I am looking forward to hearing Jason speak tomorrow morning. As for last week, I didn’t attend; however, I did listen to the CD. I love hearing Pastor Bob speak and look forward to hearing him speak every week. However, I have to say I think he didn’t really hit the nail on the head. It is just as important for wives to have an attractive husband as it is for the husband to have an attractive wife. It isn’t easy to “get in the mood” when I am looking at a man who has gone from being sexy to one who has a gut that hangs over his belt. Women are told that if she doesn’t keep up her appearance, his mind may wander and may even turn to pornography. My sex life has consisted of quickies for the last 7+ years.

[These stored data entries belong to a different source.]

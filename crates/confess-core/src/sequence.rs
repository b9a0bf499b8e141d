use std::sync::Arc;

use serde_json::{json, Value};

use crate::{
    errors::Error,
    store::{collections, DocumentStore},
    Result,
};

/// Counter used for confession numbering.
pub const SEQ_CONFESSION_NUMBER: &str = "confessionNumber";

/// Strictly increasing named counters.
///
/// The read-increment-write runs inside the store's transaction primitive, so
/// concurrent callers sharing a name can never observe or produce the same
/// value.
#[derive(Clone)]
pub struct SequenceGenerator {
    store: Arc<dyn DocumentStore>,
}

impl SequenceGenerator {
    pub fn new(store: Arc<dyn DocumentStore>) -> Self {
        Self { store }
    }

    /// Next value for `name`: 1 on first use, previous + 1 afterwards.
    pub async fn next(&self, name: &str) -> Result<i64> {
        let doc = self
            .store
            .transaction(
                collections::COUNTERS,
                name,
                Box::new(|prev| {
                    let next = prev
                        .as_ref()
                        .and_then(|doc| doc.get("value"))
                        .and_then(Value::as_i64)
                        .unwrap_or(0)
                        + 1;
                    json!({ "value": next })
                }),
            )
            .await?;

        doc.get("value")
            .and_then(Value::as_i64)
            .ok_or_else(|| Error::Store(format!("counter {name} has no value")))
    }
}

#[cfg(test)]
mod tests {
    use super::*;
    use crate::store::MemoryStore;
    use std::collections::BTreeSet;

    #[tokio::test]
    async fn seeds_at_one_and_counts_up() {
        let seq = SequenceGenerator::new(Arc::new(MemoryStore::new()));
        assert_eq!(seq.next("confessionNumber").await.unwrap(), 1);
        assert_eq!(seq.next("confessionNumber").await.unwrap(), 2);
        assert_eq!(seq.next("confessionNumber").await.unwrap(), 3);
    }

    #[tokio::test]
    async fn names_are_independent() {
        let seq = SequenceGenerator::new(Arc::new(MemoryStore::new()));
        assert_eq!(seq.next("a").await.unwrap(), 1);
        assert_eq!(seq.next("b").await.unwrap(), 1);
        assert_eq!(seq.next("a").await.unwrap(), 2);
    }

    #[tokio::test(flavor = "multi_thread", worker_threads = 4)]
    async fn concurrent_callers_get_consecutive_values() {
        let seq = SequenceGenerator::new(Arc::new(MemoryStore::new()));

        let mut tasks = Vec::new();
        for _ in 0..50 {
            let seq = seq.clone();
            tasks.push(tokio::spawn(async move {
                seq.next("confessionNumber").await.unwrap()
            }));
        }

        let mut seen = BTreeSet::new();
        for task in tasks {
            assert!(seen.insert(task.await.unwrap()), "duplicate value");
        }

        // No duplicates and no gaps: exactly 1..=50.
        assert_eq!(seen.first(), Some(&1));
        assert_eq!(seen.last(), Some(&50));
        assert_eq!(seen.len(), 50);
    }
}
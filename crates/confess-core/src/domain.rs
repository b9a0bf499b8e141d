use serde::{Deserialize, Serialize};

/// Telegram user id (numeric).
#[derive(Clone, Copy, Debug, PartialEq, Eq, Hash, Serialize, Deserialize)]
pub struct UserId(pub i64);

/// Telegram chat id (numeric). For direct chats this equals the user id.
#[derive(Clone, Copy, Debug, PartialEq, Eq, Hash, Serialize, Deserialize)]
pub struct ChatId(pub i64);

/// Telegram message id (numeric).
#[derive(Clone, Copy, Debug, PartialEq, Eq, Hash, Serialize, Deserialize)]
pub struct MessageId(pub i32);

/// A stable reference to a delivered message.
#[derive(Clone, Copy, Debug, PartialEq, Eq, Hash, Serialize, Deserialize)]
pub struct MessageRef {
    pub chat_id: ChatId,
    pub message_id: MessageId,
}

/// Confession identity: author id + submission millis, globally unique.
#[derive(Clone, Debug, PartialEq, Eq, Hash, Serialize, Deserialize)]
#[serde(transparent)]
pub struct ConfessionId(pub String);

impl ConfessionId {
    pub fn new(author: UserId, millis: i64) -> Self {
        Self(format!("confess_{}_{}", author.0, millis))
    }

    pub fn as_str(&self) -> &str {
        &self.0
    }
}

impl std::fmt::Display for ConfessionId {
    fn fmt(&self, f: &mut std::fmt::Formatter<'_>) -> std::fmt::Result {
        f.write_str(&self.0)
    }
}
use async_trait::async_trait;

use crate::{
    domain::{ChatId, MessageRef},
    messaging::types::{InlineKeyboard, ReplyMenu},
    Result,
};

/// Outbound transport port.
///
/// Telegram is the first implementation; the shape stays narrow enough that
/// other chat transports could fit behind it. All `text` arguments are HTML.
#[async_trait]
pub trait MessengerPort: Send + Sync {
    async fn send_text(&self, chat_id: ChatId, text: &str) -> Result<MessageRef>;

    async fn send_keyboard(
        &self,
        chat_id: ChatId,
        text: &str,
        keyboard: InlineKeyboard,
    ) -> Result<MessageRef>;

    async fn send_menu(&self, chat_id: ChatId, text: &str, menu: ReplyMenu) -> Result<MessageRef>;

    /// Replaces the inline keyboard of an already-delivered message.
    async fn edit_message_buttons(&self, msg: MessageRef, keyboard: InlineKeyboard) -> Result<()>;

    /// Acknowledges a button press, optionally with a toast text.
    async fn answer_callback(&self, callback_id: &str, text: Option<&str>) -> Result<()>;

    /// Posts to the public channel (`@name` or numeric id).
    async fn send_channel_post(
        &self,
        channel: &str,
        text: &str,
        keyboard: InlineKeyboard,
    ) -> Result<MessageRef>;
}
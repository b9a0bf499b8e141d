/// Core error type for the confession workflow.
///
/// Adapter crates map their specific failures into this type so the router
/// can decide between user-facing wording and operator logging.
#[derive(Debug, thiserror::Error)]
pub enum Error {
    #[error("config error: {0}")]
    Config(String),

    #[error("validation failed: {0}")]
    Validation(String),

    #[error("permission denied: {0}")]
    Permission(String),

    #[error("not found: {0}")]
    NotFound(String),

    #[error("rate limited, retry in {retry_after_secs}s")]
    RateLimited { retry_after_secs: u64 },

    #[error("store error: {0}")]
    Store(String),

    #[error("transport error: {0}")]
    Transport(String),

    #[error("i/o error: {0}")]
    Io(#[from] std::io::Error),

    #[error("json error: {0}")]
    Json(#[from] serde_json::Error),
}

impl Error {
    /// Wording shown to the end user when an externally triggered operation
    /// fails. Operator detail stays in the `Display` impl and the logs.
    pub fn user_message(&self) -> String {
        match self {
            Error::Validation(msg) => format!("❌ {msg}"),
            Error::Permission(_) => "❌ Access denied".to_string(),
            Error::NotFound(_) => {
                "❌ Confession not found or may have been deleted.".to_string()
            }
            Error::RateLimited { retry_after_secs } => {
                format!("⏳ Please wait {retry_after_secs} seconds before trying again.")
            }
            _ => "❌ Something went wrong. Please try again.".to_string(),
        }
    }
}

pub type Result<T> = std::result::Result<T, Error>;

#[cfg(test)]
mod tests {
    use super::*;

    #[test]
    fn validation_wording_carries_the_reason() {
        let err = Error::Validation("Comment too short. Minimum 3 characters.".to_string());
        assert_eq!(
            err.user_message(),
            "❌ Comment too short. Minimum 3 characters."
        );
    }

    #[test]
    fn internal_errors_stay_generic_for_users() {
        let err = Error::Store("backend unreachable at 10.0.0.3".to_string());
        assert!(!err.user_message().contains("10.0.0.3"));
    }
}
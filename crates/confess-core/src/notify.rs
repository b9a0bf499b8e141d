use std::sync::Arc;

use crate::{
    domain::{ChatId, UserId},
    messaging::port::MessengerPort,
    users::UserDirectory,
};

/// Notification category, mapped to the per-user toggle it honors.
#[derive(Clone, Copy, Debug, PartialEq, Eq)]
pub enum NotifyKind {
    NewComment,
    ConfessionUpdate,
}

/// Best-effort lifecycle notifications.
///
/// Delivery failures (blocked bot, deleted chat) are logged and never
/// propagated; a notification must not fail the operation that triggered it.
pub struct Notifier {
    users: Arc<UserDirectory>,
    messenger: Arc<dyn MessengerPort>,
}

impl Notifier {
    pub fn new(users: Arc<UserDirectory>, messenger: Arc<dyn MessengerPort>) -> Self {
        Self { users, messenger }
    }

    pub async fn notify(&self, user: UserId, text: &str, kind: NotifyKind) {
        let enabled = match self.users.get_or_create(user).await {
            Ok(profile) => match kind {
                NotifyKind::NewComment => profile.notifications.new_comment,
                NotifyKind::ConfessionUpdate => profile.notifications.confession_update,
            },
            Err(e) => {
                tracing::warn!(user_id = user.0, error = %e, "notification settings lookup failed");
                return;
            }
        };

        if !enabled {
            tracing::debug!(user_id = user.0, ?kind, "notification suppressed by settings");
            return;
        }

        if let Err(e) = self.messenger.send_text(ChatId(user.0), text).await {
            tracing::warn!(user_id = user.0, error = %e, "notification delivery failed");
        }
    }

    pub async fn confession_approved(&self, author: UserId, number: i64) {
        let text = format!("✅ Your confession #{number} has been approved and posted!");
        self.notify(author, &text, NotifyKind::ConfessionUpdate).await;
    }

    pub async fn confession_rejected(&self, author: UserId, number: i64, reason: &str) {
        let text = if reason.trim().is_empty() {
            format!("❌ Your confession #{number} was rejected.")
        } else {
            format!("❌ Your confession #{number} was rejected. Reason: {reason}")
        };
        self.notify(author, &text, NotifyKind::ConfessionUpdate).await;
    }

    pub async fn new_comment(&self, author: UserId, number: i64, preview: &str) {
        let text =
            format!("💬 New comment on your confession #{number}:\n\n\"{preview}\"");
        self.notify(author, &text, NotifyKind::NewComment).await;
    }
}
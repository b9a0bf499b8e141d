//! Telegram adapter (teloxide).
//!
//! Implements the confess-core `MessengerPort` over the Telegram Bot API and
//! converts inbound `Update`s into the core event model. The webhook server
//! lives in [`webhook`].

use async_trait::async_trait;

use teloxide::{
    prelude::*,
    types::{
        InlineKeyboardButton, InlineKeyboardMarkup, KeyboardButton, KeyboardMarkup, ParseMode,
        Recipient, UpdateKind,
    },
};

use tokio::time::sleep;

pub mod webhook;

use confess_core::{
    domain::{ChatId, MessageId, MessageRef, UserId},
    errors::Error,
    messaging::{
        port::MessengerPort,
        types::{
            ButtonAction, CallbackEvent, InboundEvent, InlineButton, InlineKeyboard, ReplyMenu,
            TextMessage,
        },
    },
    Result,
};

#[derive(Clone)]
pub struct TelegramMessenger {
    bot: Bot,
}

impl TelegramMessenger {
    pub fn new(bot: Bot) -> Self {
        Self { bot }
    }

    pub fn from_token(token: &str) -> Self {
        Self::new(Bot::new(token.to_string()))
    }

    pub fn bot(&self) -> Bot {
        self.bot.clone()
    }

    fn tg_chat(chat_id: ChatId) -> teloxide::types::ChatId {
        teloxide::types::ChatId(chat_id.0)
    }

    fn tg_msg_id(message_id: MessageId) -> teloxide::types::MessageId {
        teloxide::types::MessageId(message_id.0)
    }

    /// `@name` stays a channel username; anything numeric is a chat id.
    fn recipient(channel: &str) -> Recipient {
        match channel.parse::<i64>() {
            Ok(id) => Recipient::Id(teloxide::types::ChatId(id)),
            Err(_) => Recipient::ChannelUsername(channel.to_string()),
        }
    }

    fn map_err(e: teloxide::RequestError) -> Error {
        Error::Transport(format!("telegram error: {e}"))
    }

    fn markup(keyboard: InlineKeyboard) -> InlineKeyboardMarkup {
        let rows: Vec<Vec<InlineKeyboardButton>> = keyboard
            .rows
            .into_iter()
            .map(|row| row.into_iter().filter_map(Self::button).collect())
            .collect();
        InlineKeyboardMarkup::new(rows)
    }

    fn button(button: InlineButton) -> Option<InlineKeyboardButton> {
        match button.action {
            ButtonAction::Callback(data) => Some(InlineKeyboardButton::callback(button.label, data)),
            ButtonAction::Url(raw) => match url::Url::parse(&raw) {
                Ok(parsed) => Some(InlineKeyboardButton::url(button.label, parsed)),
                Err(e) => {
                    tracing::warn!(url = %raw, error = %e, "dropping button with invalid url");
                    None
                }
            },
        }
    }

    fn menu_markup(menu: ReplyMenu) -> KeyboardMarkup {
        let rows: Vec<Vec<KeyboardButton>> = menu
            .rows
            .into_iter()
            .map(|row| row.into_iter().map(KeyboardButton::new).collect())
            .collect();
        KeyboardMarkup::new(rows).resize_keyboard(true)
    }

    async fn with_retry<T, Fut>(&self, mut op: impl FnMut() -> Fut) -> Result<T>
    where
        Fut: std::future::IntoFuture<Output = std::result::Result<T, teloxide::RequestError>>,
        Fut::IntoFuture: Send,
    {
        const MAX_RETRIES: usize = 1;
        let mut attempts = 0usize;
        loop {
            match op().await {
                Ok(v) => return Ok(v),
                Err(e) => match e {
                    teloxide::RequestError::RetryAfter(d) if attempts < MAX_RETRIES => {
                        attempts += 1;
                        sleep(d).await;
                        continue;
                    }
                    other => return Err(Self::map_err(other)),
                },
            }
        }
    }
}

#[async_trait]
impl MessengerPort for TelegramMessenger {
    async fn send_text(&self, chat_id: ChatId, text: &str) -> Result<MessageRef> {
        let msg = self
            .with_retry(|| {
                self.bot
                    .send_message(Self::tg_chat(chat_id), text.to_string())
                    .parse_mode(ParseMode::Html)
            })
            .await?;

        Ok(MessageRef {
            chat_id,
            message_id: MessageId(msg.id.0),
        })
    }

    async fn send_keyboard(
        &self,
        chat_id: ChatId,
        text: &str,
        keyboard: InlineKeyboard,
    ) -> Result<MessageRef> {
        let markup = Self::markup(keyboard);
        let msg = self
            .with_retry(|| {
                self.bot
                    .send_message(Self::tg_chat(chat_id), text.to_string())
                    .parse_mode(ParseMode::Html)
                    .reply_markup(markup.clone())
            })
            .await?;

        Ok(MessageRef {
            chat_id,
            message_id: MessageId(msg.id.0),
        })
    }

    async fn send_menu(&self, chat_id: ChatId, text: &str, menu: ReplyMenu) -> Result<MessageRef> {
        let markup = Self::menu_markup(menu);
        let msg = self
            .with_retry(|| {
                self.bot
                    .send_message(Self::tg_chat(chat_id), text.to_string())
                    .parse_mode(ParseMode::Html)
                    .reply_markup(markup.clone())
            })
            .await?;

        Ok(MessageRef {
            chat_id,
            message_id: MessageId(msg.id.0),
        })
    }

    async fn edit_message_buttons(&self, msg: MessageRef, keyboard: InlineKeyboard) -> Result<()> {
        let markup = Self::markup(keyboard);
        self.with_retry(|| {
            self.bot
                .edit_message_reply_markup(Self::tg_chat(msg.chat_id), Self::tg_msg_id(msg.message_id))
                .reply_markup(markup.clone())
        })
        .await?;
        Ok(())
    }

    async fn answer_callback(&self, callback_id: &str, text: Option<&str>) -> Result<()> {
        self.with_retry(|| {
            let mut req = self.bot.answer_callback_query(callback_id.to_string());
            if let Some(t) = text {
                req = req.text(t.to_string());
            }
            req
        })
        .await?;
        Ok(())
    }

    async fn send_channel_post(
        &self,
        channel: &str,
        text: &str,
        keyboard: InlineKeyboard,
    ) -> Result<MessageRef> {
        let markup = Self::markup(keyboard);
        let recipient = Self::recipient(channel);
        let msg = self
            .with_retry(|| {
                self.bot
                    .send_message(recipient.clone(), text.to_string())
                    .parse_mode(ParseMode::Html)
                    .reply_markup(markup.clone())
            })
            .await?;

        Ok(MessageRef {
            chat_id: ChatId(msg.chat.id.0),
            message_id: MessageId(msg.id.0),
        })
    }
}

/// Converts a Telegram update into the core event model. Updates the core
/// does not consume (edits, channel posts, member changes) yield `None`.
pub fn inbound_event(update: teloxide::types::Update) -> Option<InboundEvent> {
    match update.kind {
        UpdateKind::Message(msg) => {
            let user = msg.from()?;
            let text = msg.text()?;
            Some(InboundEvent::Text(TextMessage {
                chat_id: ChatId(msg.chat.id.0),
                user_id: UserId(user.id.0 as i64),
                text: text.to_string(),
            }))
        }
        UpdateKind::CallbackQuery(q) => {
            let data = q.data?;
            let message = q.message?;
            let chat_id = ChatId(message.chat.id.0);
            Some(InboundEvent::Callback(CallbackEvent {
                chat_id,
                user_id: UserId(q.from.id.0 as i64),
                callback_id: q.id,
                data,
                message: Some(MessageRef {
                    chat_id,
                    message_id: MessageId(message.id.0),
                }),
            }))
        }
        _ => None,
    }
}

I can’t remember the last time my husband sexually met my needs. He has gone from caring about my needs to being a selfish man in the bed. Can you imagine if a wife yelled “STOP” right before a man was to climax? That is what most women live with and yet we are settle and accept it. Let’s see the man pass up the greasy food, exercise, and care a little about his appearance. Usually when a woman says no, it is because her husband doesn’t satisfy her needs and she knows what little energy she has left can be put elsewhere.
The message on There’s An Elephant in the Teenager’s Room” had many practical insights. My husband and I are just beyond that stage with our youngest turning 20 this summer. I have a few additional insights. One being that when (and if) your child rebels or rejects you as a parent, try not to respond emotionally. This is where logic needs to be a huge part of the parents’ perspective. I confess that I often reacted to my daughter’s rebellion with hurt. While feeling hurt is a normal feeling, it is not helpful to bring that emotion into the conversation with a teen who is in rebellion mode.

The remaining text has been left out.